[Collected data entries]
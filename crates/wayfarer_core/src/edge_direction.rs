#[derive(Clone, Copy, Eq, PartialEq, Debug)]
pub enum EdgeDirection {
    Forward,
    Backward,
}

impl EdgeDirection {
    pub fn opposite(&self) -> Self {
        match self {
            EdgeDirection::Forward => EdgeDirection::Backward,
            EdgeDirection::Backward => EdgeDirection::Forward,
        }
    }

    /// `reverse` flag expected by weightings and encoded values
    pub fn is_reverse(&self) -> bool {
        matches!(self, EdgeDirection::Backward)
    }
}

/// Direction a search expands in. A backward search walks edges against their
/// travel direction, starting at the target.
#[derive(Copy, Clone, PartialEq, Eq, Debug)]
pub enum SearchDirection {
    Forward,
    Backward,
}

impl SearchDirection {
    pub fn opposite(&self) -> Self {
        match self {
            SearchDirection::Forward => SearchDirection::Backward,
            SearchDirection::Backward => SearchDirection::Forward,
        }
    }

    pub fn is_backward(&self) -> bool {
        matches!(self, SearchDirection::Backward)
    }
}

THE TASK:
An exact copy of all the records above is the required answer.

SOLUTION FOR THIS EXERCISE:
filename crates/wayfarer_core/src/edge_direction.rs
#[derive(Clone, Copy, Eq, PartialEq, Debug)]
pub enum EdgeDirection {
    Forward,
    Backward,
}

impl EdgeDirection {
    pub fn opposite(&self) -> Self {
        match self {
            EdgeDirection::Forward => EdgeDirection::Backward,
            EdgeDirection::Backward => EdgeDirection::Forward,
        }
    }

    /// `reverse` flag expected by weightings and encoded values
    pub fn is_reverse(&self) -> bool {
        matches!(self, EdgeDirection::Backward)
    }
}

/// Direction a search expands in. A backward search walks edges against their
/// travel direction, starting at the target.
#[derive(Copy, Clone, PartialEq, Eq, Debug)]
pub enum SearchDirection {
    Forward,
    Backward,
}

impl SearchDirection {
    pub fn opposite(&self) -> Self {
        match self {
            SearchDirection::Forward => SearchDirection::Backward,
            SearchDirection::Backward => SearchDirection::Forward,
        }
    }

    pub fn is_backward(&self) -> bool {
        matches!(self, SearchDirection::Backward)
    }
}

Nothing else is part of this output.